* [WHAT THE TASK REQUIRES] A complete response lists each line of the data below that includes the word "usize".

##############################

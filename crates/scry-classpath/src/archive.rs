use std::collections::BTreeSet;
use std::fs::File;
use std::io::{self, Read, Seek};
use std::path::{Path, PathBuf};

use zip::result::ZipError;
use zip::ZipArchive;

use scry_classfile::names::{to_class_file_name, to_dotted_name};

use crate::{is_ignored_class, ClassSource, SourceError};

const VERSIONS_PREFIX: &str = "META-INF/versions/";

/// Upper bound on the buffer reserved up front for one entry. The size in
/// the zip header is untrusted; larger entries still read, just with growth.
const MAX_PREALLOC: u64 = 1 << 20;

#[derive(Clone, Copy, Debug, PartialEq, Eq, Hash)]
pub enum ArchiveKind {
    /// Classes live at the archive root. Multi-release jars may also carry
    /// versioned copies under `META-INF/versions/<n>/`.
    Jar,
    /// Classes live under `classes/`.
    Jmod,
}

/// A jar or jmod on disk.
///
/// The archive is reopened on every fetch, so the source holds no file handle
/// and can be shared between threads freely.
#[derive(Clone, Debug)]
pub struct ArchiveSource {
    path: PathBuf,
    kind: ArchiveKind,
}

impl ArchiveSource {
    pub fn jar(path: impl Into<PathBuf>) -> Self {
        Self {
            path: path.into(),
            kind: ArchiveKind::Jar,
        }
    }

    pub fn jmod(path: impl Into<PathBuf>) -> Self {
        Self {
            path: path.into(),
            kind: ArchiveKind::Jmod,
        }
    }

    pub fn path(&self) -> &Path {
        &self.path
    }

    pub fn kind(&self) -> ArchiveKind {
        self.kind
    }

    fn open(&self) -> io::Result<ZipArchive<File>> {
        let file = File::open(&self.path)?;
        ZipArchive::new(file).map_err(zip_to_io)
    }

    fn entry_name(&self, binary_name: &str) -> String {
        match self.kind {
            ArchiveKind::Jar => to_class_file_name(binary_name),
            ArchiveKind::Jmod => format!("classes/{}", to_class_file_name(binary_name)),
        }
    }

    fn fetch_inner(&self, binary_name: &str) -> io::Result<Option<Vec<u8>>> {
        let mut archive = self.open()?;
        let entry = self.entry_name(binary_name);
        if let Some(bytes) = read_entry(&mut archive, &entry)? {
            return Ok(Some(bytes));
        }

        // A class that only exists in versioned form: take the highest version.
        if self.kind == ArchiveKind::Jar && jar_is_multi_release(&mut archive) {
            let best = archive
                .file_names()
                .filter_map(|name| {
                    let rest = name.strip_prefix(VERSIONS_PREFIX)?;
                    let (version, path) = rest.split_once('/')?;
                    (path == entry).then(|| version.parse::<u32>().ok()).flatten()
                })
                .max();
            if let Some(version) = best {
                return read_entry(&mut archive, &format!("{VERSIONS_PREFIX}{version}/{entry}"));
            }
        }

        Ok(None)
    }
}

impl ClassSource for ArchiveSource {
    fn fetch(&self, binary_name: &str) -> Result<Vec<u8>, SourceError> {
        match self.fetch_inner(binary_name) {
            Ok(Some(bytes)) => Ok(bytes),
            Ok(None) => Err(SourceError::not_found(binary_name)),
            Err(err) => {
                tracing::debug!(
                    target: "scry.classpath",
                    archive = %self.path.display(),
                    name = binary_name,
                    error = %err,
                    "failed to read class from archive"
                );
                Err(SourceError::io(binary_name, err))
            }
        }
    }

    fn binary_names(&self) -> Result<Vec<String>, SourceError> {
        let io_err = |err| SourceError::io(self.path.display().to_string(), err);
        let mut archive = self.open().map_err(io_err)?;
        let multi_release = self.kind == ArchiveKind::Jar && jar_is_multi_release(&mut archive);

        let mut out = BTreeSet::new();
        for name in archive.file_names() {
            let Some(internal) = name.strip_suffix(".class") else {
                continue;
            };
            let internal = match self.kind {
                ArchiveKind::Jmod => match internal.strip_prefix("classes/") {
                    Some(internal) => internal,
                    None => continue,
                },
                ArchiveKind::Jar => match internal.strip_prefix(VERSIONS_PREFIX) {
                    Some(rest) if multi_release => match rest.split_once('/') {
                        Some((version, path)) if version.parse::<u32>().is_ok() => path,
                        _ => continue,
                    },
                    Some(_) => continue,
                    None if internal.starts_with("META-INF/") => continue,
                    None => internal,
                },
            };
            if is_ignored_class(internal) {
                continue;
            }
            out.insert(to_dotted_name(internal));
        }
        Ok(out.into_iter().collect())
    }
}

fn read_entry<R: Read + Seek>(
    archive: &mut ZipArchive<R>,
    name: &str,
) -> io::Result<Option<Vec<u8>>> {
    match archive.by_name(name) {
        Ok(mut entry) => {
            let mut bytes = Vec::with_capacity(initial_capacity(entry.size()));
            entry.read_to_end(&mut bytes)?;
            Ok(Some(bytes))
        }
        Err(ZipError::FileNotFound) => Ok(None),
        Err(err) => Err(zip_to_io(err)),
    }
}

fn initial_capacity(declared_size: u64) -> usize {
    declared_size.min(MAX_PREALLOC) as usize
}

fn jar_is_multi_release<R: Read + Seek>(archive: &mut ZipArchive<R>) -> bool {
    let mut manifest = String::new();
    match archive.by_name("META-INF/MANIFEST.MF") {
        Ok(mut file) => {
            if file.read_to_string(&mut manifest).is_err() {
                return false;
            }
        }
        Err(_) => return false,
    }

    manifest.lines().any(|line| {
        line.split_once(':').is_some_and(|(key, value)| {
            key.trim().eq_ignore_ascii_case("Multi-Release")
                && value.trim().eq_ignore_ascii_case("true")
        })
    })
}

fn zip_to_io(err: ZipError) -> io::Error {
    match err {
        ZipError::Io(err) => err,
        other => io::Error::new(io::ErrorKind::InvalidData, other),
    }
}

#[cfg(test)]
mod tests {
    use super::*;

    #[test]
    fn declared_entry_size_is_capped() {
        assert_eq!(initial_capacity(0), 0);
        assert_eq!(initial_capacity(4096), 4096);
        assert_eq!(initial_capacity(u64::MAX), MAX_PREALLOC as usize);
        assert_eq!(initial_capacity(0xFFFF_FFF0), MAX_PREALLOC as usize);
    }
}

##############################

* [WRITTEN ANSWER]
fn initial_capacity(declared_size: u64) -> usize {
    declared_size.min(MAX_PREALLOC) as usize
        assert_eq!(initial_capacity(u64::MAX), MAX_PREALLOC as usize);
        assert_eq!(initial_capacity(0xFFFF_FFF0), MAX_PREALLOC as usize);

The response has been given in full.